Extracted data entries

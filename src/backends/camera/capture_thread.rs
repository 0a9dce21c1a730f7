// SPDX-License-Identifier: GPL-3.0-only

//! Capture thread
//!
//! Owns the capture device for its whole life. Start and stop requests are
//! posted to its queue and run one after another; a stop releases the device
//! and ends the thread.
//!
//! States: `Idle → Starting → Previewing → Stopping → Idle`, then `Destroyed`
//! once the loop has exited.

use super::selection;
use super::types::CaptureSession;
use super::{CameraProvider, CaptureDevice};
use crate::constants::timeouts;
use crate::errors::{AppError, AppResult, CameraError, CameraResult};
use crate::render::FrameStream;
use std::sync::mpsc::{self, Receiver, Sender};
use std::sync::{Arc, Condvar, Mutex, MutexGuard};
use std::thread::{self, JoinHandle};
use tracing::{debug, error, info, warn};

/// Lifecycle state of a [`CaptureThread`]
#[derive(Debug, Clone, Copy, PartialEq, Eq)]
pub enum CaptureState {
    Idle,
    Starting,
    Previewing,
    Stopping,
    Destroyed,
}

/// Called on the capture thread once a session is running, so the owner of
/// the display surface can recompute its layout
pub type PreviewSizeCallback = Arc<dyn Fn(&CaptureSession) + Send + Sync>;

enum Command {
    Start {
        width: u32,
        height: u32,
        output: FrameStream,
    },
    Stop,
}

struct Status {
    state: CaptureState,
    session: Option<CaptureSession>,
}

struct Shared {
    status: Mutex<Status>,
    changed: Condvar,
}

impl Shared {
    fn lock(&self) -> MutexGuard<'_, Status> {
        self.status.lock().unwrap_or_else(|e| e.into_inner())
    }

    fn set_state(&self, state: CaptureState) {
        let mut status = self.lock();
        debug!(from = ?status.state, to = ?state, "Capture state");
        status.state = state;
        if matches!(state, CaptureState::Idle | CaptureState::Destroyed) {
            status.session = None;
        }
        self.changed.notify_all();
    }
}

/// Handle to the capture thread
pub struct CaptureThread {
    tx: Sender<Command>,
    shared: Arc<Shared>,
    handle: Option<JoinHandle<()>>,
    stop_sent: bool,
}

impl CaptureThread {
    /// Spawn the thread for camera `camera_id`. The device is opened by the
    /// first start request.
    pub fn spawn(
        provider: Arc<dyn CameraProvider>,
        camera_id: u32,
        device_rotation: u32,
        on_started: PreviewSizeCallback,
    ) -> AppResult<Self> {
        let (tx, rx) = mpsc::channel();
        let shared = Arc::new(Shared {
            status: Mutex::new(Status {
                state: CaptureState::Idle,
                session: None,
            }),
            changed: Condvar::new(),
        });
        let worker = Worker {
            provider,
            camera_id,
            device_rotation,
            on_started,
            shared: Arc::clone(&shared),
            device: None,
        };
        let handle = thread::Builder::new()
            .name("camera-capture".into())
            .spawn(move || worker.run(rx))
            .map_err(|e| AppError::Worker(format!("failed to spawn capture thread: {}", e)))?;
        Ok(Self {
            tx,
            shared,
            handle: Some(handle),
            stop_sent: false,
        })
    }

    /// Post a start request. Failures are logged on the capture thread and
    /// leave the state at `Idle`.
    pub fn start_preview(&self, width: u32, height: u32, output: FrameStream) -> bool {
        if self.stop_sent {
            return false;
        }
        self.tx
            .send(Command::Start {
                width,
                height,
                output,
            })
            .is_ok()
    }

    /// Stop capture and release the device. With `wait`, block until the
    /// thread has exited. Idempotent.
    pub fn stop(&mut self, wait: bool) -> AppResult<()> {
        if !self.stop_sent {
            self.stop_sent = true;
            // A closed queue means the thread already exited
            let _ = self.tx.send(Command::Stop);
        }
        if !wait {
            return Ok(());
        }
        let Some(handle) = self.handle.take() else {
            return Ok(());
        };

        let status = self.shared.lock();
        let (status, timeout) = self
            .shared
            .changed
            .wait_timeout_while(status, timeouts::CAPTURE_STOP, |s| {
                s.state != CaptureState::Destroyed
            })
            .unwrap_or_else(|e| e.into_inner());
        drop(status);
        if timeout.timed_out() {
            error!("Capture thread did not stop in time");
            return Err(AppError::Worker("capture stop timed out".into()));
        }
        if handle.join().is_err() {
            warn!("Capture thread panicked");
        }
        info!("Capture thread stopped");
        Ok(())
    }

    pub fn state(&self) -> CaptureState {
        self.shared.lock().state
    }

    /// The running session, if previewing
    pub fn session(&self) -> Option<CaptureSession> {
        self.shared.lock().session.clone()
    }

    /// Whether the thread still accepts requests
    pub fn is_running(&self) -> bool {
        !self.stop_sent && self.state() != CaptureState::Destroyed
    }

    /// Block until the state satisfies `predicate` or the timeout passes.
    /// Returns the state observed last.
    pub fn wait_for(
        &self,
        timeout: std::time::Duration,
        predicate: impl Fn(CaptureState) -> bool,
    ) -> CaptureState {
        let status = self.shared.lock();
        let (status, _) = self
            .shared
            .changed
            .wait_timeout_while(status, timeout, |s| !predicate(s.state))
            .unwrap_or_else(|e| e.into_inner());
        status.state
    }
}

impl Drop for CaptureThread {
    fn drop(&mut self) {
        if let Err(e) = self.stop(true) {
            warn!(error = %e, "Capture thread teardown failed");
        }
    }
}

struct Worker {
    provider: Arc<dyn CameraProvider>,
    camera_id: u32,
    device_rotation: u32,
    on_started: PreviewSizeCallback,
    shared: Arc<Shared>,
    device: Option<Box<dyn CaptureDevice>>,
}

impl Worker {
    fn run(mut self, rx: Receiver<Command>) {
        debug!(camera = self.camera_id, "Capture thread started");
        while let Ok(command) = rx.recv() {
            match command {
                Command::Start {
                    width,
                    height,
                    output,
                } => self.handle_start(width, height, output),
                Command::Stop => {
                    self.shared.set_state(CaptureState::Stopping);
                    self.release_device();
                    self.shared.set_state(CaptureState::Idle);
                    break;
                }
            }
        }
        self.release_device();
        self.shared.set_state(CaptureState::Destroyed);
        debug!(camera = self.camera_id, "Capture thread exiting");
    }

    fn handle_start(&mut self, width: u32, height: u32, output: FrameStream) {
        self.shared.set_state(CaptureState::Starting);
        match self.start(width, height, output) {
            Ok(session) => {
                info!(
                    camera = %session.camera.name,
                    size = %session.preview_size(),
                    rotation = session.rotation_degrees(),
                    "Preview started"
                );
                (self.on_started)(&session);
                let mut status = self.shared.lock();
                status.state = CaptureState::Previewing;
                status.session = Some(session);
                self.shared.changed.notify_all();
            }
            Err(e) => {
                warn!(camera = self.camera_id, error = %e, "Preview failed to start");
                self.release_device();
                self.shared.set_state(CaptureState::Idle);
            }
        }
    }

    fn start(
        &mut self,
        width: u32,
        height: u32,
        output: FrameStream,
    ) -> CameraResult<CaptureSession> {
        if self.device.is_none() {
            self.device = Some(self.provider.open(self.camera_id)?);
        }
        let Some(device) = self.device.as_mut() else {
            return Err(CameraError::Released);
        };
        device.stop_stream();

        let params = device.parameters()?;
        let info = device.info().clone();
        let settings =
            selection::negotiate(&info, &params, width, height, self.device_rotation)
                .ok_or_else(|| {
                    CameraError::ConfigureFailed("device reports no preview sizes".into())
                })?;
        device.configure(&settings)?;
        device.start_stream(output)?;
        Ok(CaptureSession {
            camera: info,
            settings,
        })
    }

    fn release_device(&mut self) {
        if let Some(mut device) = self.device.take() {
            device.stop_stream();
            device.release();
            debug!(camera = self.camera_id, "Capture device released");
        }
    }
}

#[cfg(test)]
mod tests {
    use super::*;
    use crate::backends::camera::synthetic::{InjectedFailure, SyntheticProvider};
    use crate::backends::camera::Size;
    use std::time::Duration;

    fn stream() -> FrameStream {
        FrameStream::new()
    }

    #[test]
    fn test_start_then_stop_and_wait() {
        let provider = SyntheticProvider::new();
        let stats = provider.stats();
        let sizes = Arc::new(Mutex::new(Vec::new()));
        let s = Arc::clone(&sizes);
        let mut capture = CaptureThread::spawn(
            Arc::new(provider),
            0,
            0,
            Arc::new(move |session: &CaptureSession| {
                s.lock().unwrap().push(session.preview_size());
            }),
        )
        .unwrap();

        assert!(capture.start_preview(1280, 720, stream()));
        let state = capture.wait_for(Duration::from_secs(5), |s| {
            s == CaptureState::Previewing
        });
        assert_eq!(state, CaptureState::Previewing);
        assert_eq!(sizes.lock().unwrap().as_slice(), &[Size::new(1280, 720)]);
        assert_eq!(capture.session().unwrap().rotation_degrees(), 0);

        capture.stop(true).unwrap();
        capture.stop(true).unwrap();
        assert_eq!(capture.state(), CaptureState::Destroyed);
        assert_eq!(stats.open_devices(), 0);
        assert!(!capture.start_preview(640, 480, stream()));
    }

    #[test]
    fn test_open_failure_stays_idle() {
        let provider = SyntheticProvider::new().with_failure(InjectedFailure::Open);
        let mut capture =
            CaptureThread::spawn(Arc::new(provider), 0, 0, Arc::new(|_: &CaptureSession| {}))
                .unwrap();
        capture.start_preview(1280, 720, stream());
        // Stop is queued behind the failed start
        capture.stop(true).unwrap();
        assert_eq!(capture.state(), CaptureState::Destroyed);
    }

    #[test]
    fn test_stream_failure_releases_device() {
        let provider = SyntheticProvider::new().with_failure(InjectedFailure::Stream);
        let stats = provider.stats();
        let capture =
            CaptureThread::spawn(Arc::new(provider), 0, 0, Arc::new(|_: &CaptureSession| {}))
                .unwrap();
        capture.start_preview(1280, 720, stream());
        let state = capture.wait_for(Duration::from_secs(5), |_| {
            stats.opened.load(std::sync::atomic::Ordering::Acquire) == 1
                && stats.open_devices() == 0
        });
        assert_eq!(state, CaptureState::Idle);
        assert!(capture.session().is_none());
    }
}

## TASK ITEM:
Give the count of lines in the records that contain "selection", and no other text.

## PROBLEM SOLUTION:
2